→ WHAT THIS TASK INVOLVES
The answer must be an exact reproduction of the lines from the start of the records below through the line containing "use std::net::IpAddr;", and nothing more.

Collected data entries
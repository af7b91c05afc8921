//! Feed fetcher with security measures.
//!
//! Fetches and parses RSS/Atom feeds with SSRF protection, size limits
//! and timeouts.

use crate::error::{BhubError, Result};
use crate::feed::types::{ParsedEntry, ParsedFeed, MAX_ABSTRACT_LENGTH, MAX_FEED_SIZE};
use feed_rs::parser;
use reqwest::Client;
use std::net::IpAddr;
use std::time::Duration;

/// Connect timeout in seconds.
const CONNECT_TIMEOUT_SECS: u64 = 10;

/// Total timeout in seconds.
const TOTAL_TIMEOUT_SECS: u64 = 30;

/// Maximum number of redirects to follow.
const MAX_REDIRECTS: usize = 5;

/// User agent string for feed fetching.
const USER_AGENT: &str = "bhub/0.1 (+feed aggregator)";

/// Feed fetcher holding a reusable HTTP client.
pub struct FeedFetcher {
    client: Client,
}

impl FeedFetcher {
    /// Create a new fetcher with default settings.
    pub fn new() -> Result<Self> {
        let client = Client::builder()
            .connect_timeout(Duration::from_secs(CONNECT_TIMEOUT_SECS))
            .timeout(Duration::from_secs(TOTAL_TIMEOUT_SECS))
            .redirect(reqwest::redirect::Policy::limited(MAX_REDIRECTS))
            .user_agent(USER_AGENT)
            .build()
            .map_err(|e| BhubError::Feed(format!("failed to create HTTP client: {e}")))?;

        Ok(Self { client })
    }

    /// Fetch and parse a feed from the given URL.
    ///
    /// Performs SSRF validation and enforces the size limit. Timeouts are
    /// reported as `BhubError::FeedTimeout` so the API layer can map them
    /// to 408.
    pub async fn fetch(&self, url: &str) -> Result<ParsedFeed> {
        validate_url(url)?;

        let response = self.client.get(url).send().await.map_err(|e| {
            if e.is_timeout() {
                BhubError::FeedTimeout(url.to_string())
            } else {
                BhubError::Feed(format!("failed to fetch feed: {e}"))
            }
        })?;

        if !response.status().is_success() {
            return Err(BhubError::Feed(format!("HTTP error: {}", response.status())));
        }

        if let Some(content_length) = response.content_length() {
            if content_length > MAX_FEED_SIZE {
                return Err(BhubError::Feed(format!(
                    "feed too large: {content_length} bytes (max {MAX_FEED_SIZE} bytes)"
                )));
            }
        }

        let bytes = response.bytes().await.map_err(|e| {
            if e.is_timeout() {
                BhubError::FeedTimeout(url.to_string())
            } else {
                BhubError::Feed(format!("failed to read response: {e}"))
            }
        })?;

        if bytes.len() as u64 > MAX_FEED_SIZE {
            return Err(BhubError::Feed(format!(
                "feed too large: {} bytes (max {MAX_FEED_SIZE} bytes)",
                bytes.len()
            )));
        }

        parse_feed(&bytes)
    }
}

/// Validate a URL for SSRF protection.
///
/// Accepts only http/https URLs whose host is neither a private/reserved
/// address nor a reserved internal hostname.
pub fn validate_url(url: &str) -> Result<()> {
    let parsed = url::Url::parse(url).map_err(|e| BhubError::Feed(format!("invalid URL: {e}")))?;

    match parsed.scheme() {
        "http" | "https" => {}
        scheme => {
            return Err(BhubError::Feed(format!("unsupported URL scheme: {scheme}")));
        }
    }

    let host = parsed
        .host()
        .ok_or_else(|| BhubError::Feed("URL has no host".to_string()))?;

    match host {
        url::Host::Domain(domain) => {
            if is_forbidden_hostname(domain) {
                return Err(BhubError::Feed(format!("forbidden host: {domain}")));
            }
        }
        url::Host::Ipv4(ipv4) => {
            if is_private_ip(&IpAddr::V4(ipv4)) {
                return Err(BhubError::Feed(format!(
                    "private IP address not allowed: {ipv4}"
                )));
            }
        }
        url::Host::Ipv6(ipv6) => {
            if is_private_ip(&IpAddr::V6(ipv6)) {
                return Err(BhubError::Feed(format!(
                    "private IP address not allowed: {ipv6}"
                )));
            }
        }
    }

    Ok(())
}

/// Check if a hostname is reserved for internal use.
fn is_forbidden_hostname(host: &str) -> bool {
    let host = host.to_lowercase();

    if host == "localhost" {
        return true;
    }

    [".local", ".localhost", ".internal", ".intranet", ".corp", ".home", ".lan"]
        .iter()
        .any(|suffix| host.ends_with(suffix))
}

/// Check if an IP address is private/reserved.
fn is_private_ip(ip: &IpAddr) -> bool {
    match ip {
        IpAddr::V4(v4) => {
            let octets = v4.octets();
            v4.is_loopback()
                || v4.is_private()
                || v4.is_link_local()
                || v4.is_broadcast()
                || v4.is_unspecified()
                // Documentation ranges: 192.0.2.0/24, 198.51.100.0/24, 203.0.113.0/24
                || (octets[0] == 192 && octets[1] == 0 && octets[2] == 2)
                || (octets[0] == 198 && octets[1] == 51 && octets[2] == 100)
                || (octets[0] == 203 && octets[1] == 0 && octets[2] == 113)
        }
        IpAddr::V6(v6) => {
            let segments = v6.segments();
            v6.is_loopback()
                || v6.is_unspecified()
                // Unique local: fc00::/7
                || (segments[0] & 0xfe00) == 0xfc00
                // Link-local: fe80::/10
                || (segments[0] & 0xffc0) == 0xfe80
        }
    }
}

/// Parse feed bytes into a ParsedFeed.
pub fn parse_feed(bytes: &[u8]) -> Result<ParsedFeed> {
    let feed =
        parser::parse(bytes).map_err(|e| BhubError::Feed(format!("failed to parse feed: {e}")))?;

    let title = feed
        .title
        .map(|t| t.content)
        .unwrap_or_else(|| "Untitled Feed".to_string());
    let description = feed.description.map(|d| strip_html(&d.content));
    let site_url = feed.links.first().map(|l| l.href.clone());

    let entries: Vec<ParsedEntry> = feed
        .entries
        .into_iter()
        .map(|entry| {
            let guid = entry.id;
            let title = entry
                .title
                .map(|t| t.content)
                .unwrap_or_else(|| "Untitled".to_string());
            let link = entry.links.first().map(|l| l.href.clone());
            let summary = entry
                .summary
                .map(|t| t.content)
                .or(entry.content.and_then(|c| c.body))
                .map(|d| truncate_abstract(&strip_html(&d)));
            let authors = entry
                .authors
                .into_iter()
                .map(|a| a.name)
                .filter(|name| !name.trim().is_empty())
                .collect();
            let published_at = entry.published.or(entry.updated);

            ParsedEntry {
                guid,
                title,
                link,
                summary,
                authors,
                published_at,
            }
        })
        .collect();

    Ok(ParsedFeed {
        title,
        description,
        site_url,
        entries,
    })
}

/// Strip HTML tags and decode common entities.
pub fn strip_html(html: &str) -> String {
    let mut text = String::with_capacity(html.len());
    let mut in_tag = false;

    for ch in html.chars() {
        match ch {
            '<' => in_tag = true,
            '>' => in_tag = false,
            _ if !in_tag => text.push(ch),
            _ => {}
        }
    }

    let decoded = decode_entities(&text);

    // Collapse whitespace runs left behind by removed markup
    decoded.split_whitespace().collect::<Vec<&str>>().join(" ")
}

/// Decode common HTML entities in plain text.
fn decode_entities(text: &str) -> String {
    let mut result = String::with_capacity(text.len());
    let mut chars = text.chars().peekable();

    while let Some(ch) = chars.next() {
        if ch != '&' {
            result.push(ch);
            continue;
        }

        let mut entity = String::new();
        let mut terminated = false;
        while let Some(&next) = chars.peek() {
            if next == ';' {
                chars.next();
                terminated = true;
                break;
            }
            if next == '&' || entity.len() > 10 {
                break;
            }
            entity.push(next);
            chars.next();
        }

        if !terminated {
            result.push('&');
            result.push_str(&entity);
            continue;
        }

        match entity.as_str() {
            "amp" => result.push('&'),
            "lt" => result.push('<'),
            "gt" => result.push('>'),
            "quot" => result.push('"'),
            "apos" => result.push('\''),
            "nbsp" => result.push(' '),
            _ => match parse_numeric_entity(&entity).and_then(char::from_u32) {
                Some(c) => result.push(c),
                None => {
                    // Unknown entity, keep as-is
                    result.push('&');
                    result.push_str(&entity);
                    result.push(';');
                }
            },
        }
    }

    result
}

/// Parse a numeric HTML entity (e.g., "#123" or "#x7B").
fn parse_numeric_entity(entity: &str) -> Option<u32> {
    if let Some(hex) = entity.strip_prefix("#x").or_else(|| entity.strip_prefix("#X")) {
        u32::from_str_radix(hex, 16).ok()
    } else if let Some(dec) = entity.strip_prefix('#') {
        dec.parse().ok()
    } else {
        None
    }
}

/// Truncate an abstract to the maximum stored length.
fn truncate_abstract(text: &str) -> String {
    if text.len() <= MAX_ABSTRACT_LENGTH {
        text.to_string()
    } else {
        text.chars().take(MAX_ABSTRACT_LENGTH).collect()
    }
}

→ ANSWER SPACE
repository af7b91c05afc8921
//! Feed fetcher with security measures.
//!
//! Fetches and parses RSS/Atom feeds with SSRF protection, size limits
//! and timeouts.

use crate::error::{BhubError, Result};
use crate::feed::types::{ParsedEntry, ParsedFeed, MAX_ABSTRACT_LENGTH, MAX_FEED_SIZE};
use feed_rs::parser;
use reqwest::Client;
use std::net::IpAddr;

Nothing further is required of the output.